Iowa Employee Can Collect PTD and PPD Benefits Simultaneously
December 25, 2024

An employee in Iowa took her case all the way to the Supreme Court of Iowa after her employer and their workers’ compensation carrier denied her overlapping permanent partial disability (PPD) benefits and permanent total disability (PTD) benefits for two separate cumulative injuries.

Rosalva Ochoa worked for JBS Swift & Company, starting in 2001. Her job duties for the majority of the time she was there involved making boxes, filling them with meat, and then placing those boxes (now weighing about 50 pounds) onto conveyer belts. She moved hundreds of boxes a day for years. In 2011 she started to feel a pain in her left abdomen and said it got worse over time. She saw Dr. Jerry Wille who referred her to Dr. Stephen Van Buren, who recommended that she have surgery because she had a left inguinal hernia. She returned to work after the surgery but the pain continued. In November of 2011 she felt pain in her neck and right shoulder as well. Dr. Wille determined she had cervicalgia, cervical radiculopathy and tendonitis in her right rotator cuff. She stopped working December 15th of 2011 and was terminated in January of 2012 for absenteeism.

Ochoa filed two separate work comp petitions. The first was for a cumulative left groin injury on or about February 24th, 2011 and the second was for a cumulative injury to the neck and right shoulder on or about December 15th, 2011. She saw two independent physicians. Dr. Sunil Bansal determined that she had a four percent impairment of body as a whole because of her hernia and a six percent impairment of body as a whole because of her shoulder. He told her to avoid frequent lifting, especially lifting over a certain height, and pushing or pulling more than five pounds. The doctor she saw on behalf of her employer, Dr. Scott Neff, determined she did not have any impairment and was exaggerating her symptoms.

A workers’ compensation deputy commissioner oversaw an arbitration hearing in 2013 and determined that her injuries were sustained within the course and scope of her employment, and that the restrictions placed on her because of her injuries resulted in permanent total disability. For her hernia he awarded her $477.18 a week in healing benefits from March 17, 2011 to June 13, 2011 and permanent partial disability benefits of $477.18 a week to begin June 14, 2011. He also awarded her permanent total disability benefits of $478.44 a week beginning December 15th for her neck and shoulder injury; however her PPD benefits for her hernia would end when the neck and shoulder benefits started. He determined that her benefits should not overlap.

Swift appealed this decision, arguing against the determination that there was a work injury and against the extent of the awards given. Ochoa cross-appealed, arguing that the two benefit periods should be allowed to overlap. The commissioner upheld Ochoa’s appeal and ordered Swift pay for 350 weeks of PPD benefits of $77.18 and PTD benefits of $478.44 a week, meaning she would receive six years of overlapping weekly benefits.

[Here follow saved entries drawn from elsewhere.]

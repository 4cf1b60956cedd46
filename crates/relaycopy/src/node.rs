//! The node: one identity, its peers, a spool and a checker pool.
//!
//! A `Node` is what an application holds. Outbound packets are encrypted
//! straight into the spool, sessions are run over whatever connection the
//! caller brings, and received packets are opened from the spool.

use std::collections::HashMap;
use std::io::{BufReader, Read};
use std::path::PathBuf;
use std::sync::Arc;

use relaycopy_core::{ContentHash, NodeId, NodeOur, NodeTheir};
use relaycopy_packet::{decode_packet, encode_packet, EncodeOptions, Encoded, Packet};
use relaycopy_spool::{CatalogEntry, Direction, Spool};
use relaycopy_sync::{Checker, Conn, Session, SessionConfig, SessionReport};

use crate::error::{NodeError, Result};

/// Configuration for a node.
#[derive(Debug, Clone)]
pub struct NodeConfig {
    /// Configuration of every session the node runs.
    pub session: SessionConfig,
    /// Pad outbound packets up to this size.
    pub min_size: u64,
    /// Refuse to encode packets larger than this.
    pub max_size: u64,
    /// Transit layers the packet will still be wrapped in.
    pub wrappers: u32,
    /// Report this much free spool space instead of asking the filesystem.
    pub spool_capacity: Option<u64>,
    /// Checksum workers shared by all sessions.
    pub checkers: usize,
}

impl Default for NodeConfig {
    fn default() -> Self {
        Self {
            session: SessionConfig::default(),
            min_size: 0,
            max_size: u64::MAX,
            wrappers: 0,
            spool_capacity: None,
            checkers: 2,
        }
    }
}

impl NodeConfig {
    pub fn with_session(mut self, session: SessionConfig) -> Self {
        self.session = session;
        self
    }

    pub fn with_sizes(mut self, min_size: u64, max_size: u64) -> Self {
        self.min_size = min_size;
        self.max_size = max_size;
        self
    }

    pub fn with_spool_capacity(mut self, bytes: u64) -> Self {
        self.spool_capacity = Some(bytes);
        self
    }
}

/// A decrypted inbound packet.
#[derive(Debug, Clone)]
pub struct Opened {
    /// Who encrypted it.
    pub sender: NodeId,
    pub packet: Packet,
    pub payload: Vec<u8>,
}

/// A store-and-forward node.
pub struct Node {
    our: Arc<NodeOur>,
    peers: Arc<HashMap<NodeId, NodeTheir>>,
    spool: Spool,
    checker: Arc<Checker>,
    config: NodeConfig,
}

impl Node {
    /// Open a node over the spool at `root`, starting its checker pool.
    pub async fn open(
        our: NodeOur,
        peers: impl IntoIterator<Item = NodeTheir>,
        root: impl Into<PathBuf>,
        config: NodeConfig,
    ) -> Result<Self> {
        let mut spool = Spool::open(root).await?;
        if let Some(capacity) = config.spool_capacity {
            spool = spool.with_capacity(capacity);
        }
        let peers: HashMap<_, _> = peers.into_iter().map(|p| (p.id, p)).collect();
        tracing::info!(node = %our.id(), peers = peers.len(), root = %spool.root().display(), "node opened");
        Ok(Self {
            our: Arc::new(our),
            peers: Arc::new(peers),
            spool,
            checker: Checker::start(config.checkers),
            config,
        })
    }

    pub fn id(&self) -> NodeId {
        self.our.id()
    }

    pub fn our(&self) -> &NodeOur {
        &self.our
    }

    pub fn spool(&self) -> &Spool {
        &self.spool
    }

    pub fn config(&self) -> &NodeConfig {
        &self.config
    }

    pub fn peer(&self, id: &NodeId) -> Option<&NodeTheir> {
        self.peers.get(id)
    }

    // ─────────────────────────────────────────────────────────────────────────
    // Outbound
    // ─────────────────────────────────────────────────────────────────────────

    /// Encrypt `packet` and `data` for `to` and store the result in its
    /// outbound spool. Returns the name it is stored under.
    pub async fn queue_packet<R>(&self, to: &NodeId, packet: Packet, data: R) -> Result<ContentHash>
    where
        R: Read + Send + 'static,
    {
        let recipient = self
            .peers
            .get(to)
            .cloned()
            .ok_or(NodeError::UnknownPeer(*to))?;
        let our = Arc::clone(&self.our);
        let nice = packet.nice;
        let opts = EncodeOptions {
            nice,
            min_size: self.config.min_size,
            max_size: self.config.max_size,
            wrappers: self.config.wrappers,
        };

        let stored = self
            .spool
            .store_tx(to, move |out| -> Result<Encoded> {
                Ok(encode_packet(&our, &recipient, &packet, &opts, data, out)?)
            })
            .await?;
        tracing::info!(peer = %to, hash = %stored.hash, size = stored.size, nice, "packet queued");
        Ok(stored.hash)
    }

    /// Outbound items still waiting for `peer`.
    pub async fn outbound(&self, peer: &NodeId) -> Result<Vec<CatalogEntry>> {
        Ok(self.spool.catalog(peer, Direction::Tx).await?)
    }

    // ─────────────────────────────────────────────────────────────────────────
    // Sessions
    // ─────────────────────────────────────────────────────────────────────────

    fn session(&self) -> Session {
        Session::new(
            Arc::clone(&self.our),
            Arc::clone(&self.peers),
            self.spool.clone(),
            Arc::clone(&self.checker),
            self.config.session.clone(),
        )
    }

    /// Call `peer` over an established connection and run a session.
    pub async fn call<C: Conn>(&self, conn: C, peer: &NodeId) -> Result<SessionReport> {
        if !self.peers.contains_key(peer) {
            return Err(NodeError::UnknownPeer(*peer));
        }
        Ok(self.session().initiate(conn, peer).await?)
    }

    /// Answer a call over an established connection.
    pub async fn serve<C: Conn>(&self, conn: C) -> Result<SessionReport> {
        Ok(self.session().accept(conn).await?)
    }

    // ─────────────────────────────────────────────────────────────────────────
    // Inbound
    // ─────────────────────────────────────────────────────────────────────────

    /// Verified inbound items from `peer`.
    pub async fn received(&self, peer: &NodeId) -> Result<Vec<CatalogEntry>> {
        Ok(self.spool.catalog(peer, Direction::Rx).await?)
    }

    /// Decrypt a received item, then mark it seen and drop it from the spool.
    ///
    /// The envelope must be signed by a known peer. On any error the item
    /// stays where it is.
    pub async fn open_received(&self, peer: &NodeId, hash: &ContentHash) -> Result<Opened> {
        let path = self.spool.rx_path(peer, hash);
        let our = Arc::clone(&self.our);
        let peers = Arc::clone(&self.peers);
        let (sender, plain) = tokio::task::spawn_blocking(move || -> Result<(Option<NodeTheir>, Vec<u8>)> {
            let file = std::fs::File::open(&path)?;
            let mut plain = Vec::new();
            let decoded = decode_packet(&our, &peers, BufReader::new(file), &mut plain, true, None)?;
            Ok((decoded.peer, plain))
        })
        .await??;

        let sender = sender.map(|p| p.id).ok_or(NodeError::UnknownPeer(*peer))?;
        let (packet, payload) = Packet::split_plaintext(&plain)?;
        let opened = Opened {
            sender,
            packet,
            payload: payload.to_vec(),
        };

        self.spool.mark_seen(peer, hash).await?;
        self.spool.remove_rx(peer, hash).await?;
        tracing::info!(%peer, %hash, sender = %opened.sender, kind = ?opened.packet.kind, len = opened.payload.len(), "packet opened");
        Ok(opened)
    }

    /// Stop the checker pool once queued checks are done.
    pub async fn shutdown(&self) {
        self.checker.stop().await;
    }
}
//! Error types for relaycopy core.

use thiserror::Error;

/// Core errors: identifier parsing, identities, hashing I/O.
#[derive(Debug, Error)]
pub enum CoreError {
    #[error("invalid signature")]
    InvalidSignature,

    #[error("invalid public key")]
    InvalidPublicKey,

    #[error("invalid base32 identifier: {0}")]
    Base32(String),

    #[error("encoding error: {0}")]
    EncodingError(String),

    #[error("decoding error: {0}")]
    DecodingError(String),

    #[error("identity mismatch: id is not the hash of the signing key")]
    IdentityMismatch,

    #[error("hasher started at offset {0} but no prefix was added")]
    PrefixMissing(u64),

    #[error("hasher already finished")]
    HasherFinished,

    #[error("io error: {0}")]
    Io(#[from] std::io::Error),
}

/// Result type for core operations.
pub type Result<T> = std::result::Result<T, CoreError>;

Swift appealed on the grounds that simultaneous PPD and PTD awards are prohibited by Iowa Code section 85.34, and the case made its way to the Iowa Supreme Court. In 2004 the general assembly removed a provision that could have prevented a double recovery and replaced the code with section 85.34(7)(b) which does not apply to PTD benefits.

The Supreme Court affirmed the district court’s decision and the workers’ compensation commissioner’s decision that in Iowa, workers’ compensation law allows an employee to collect both PPD benefits and PTD benefits at the same time if an employee suffers consecutive injuries at the same job.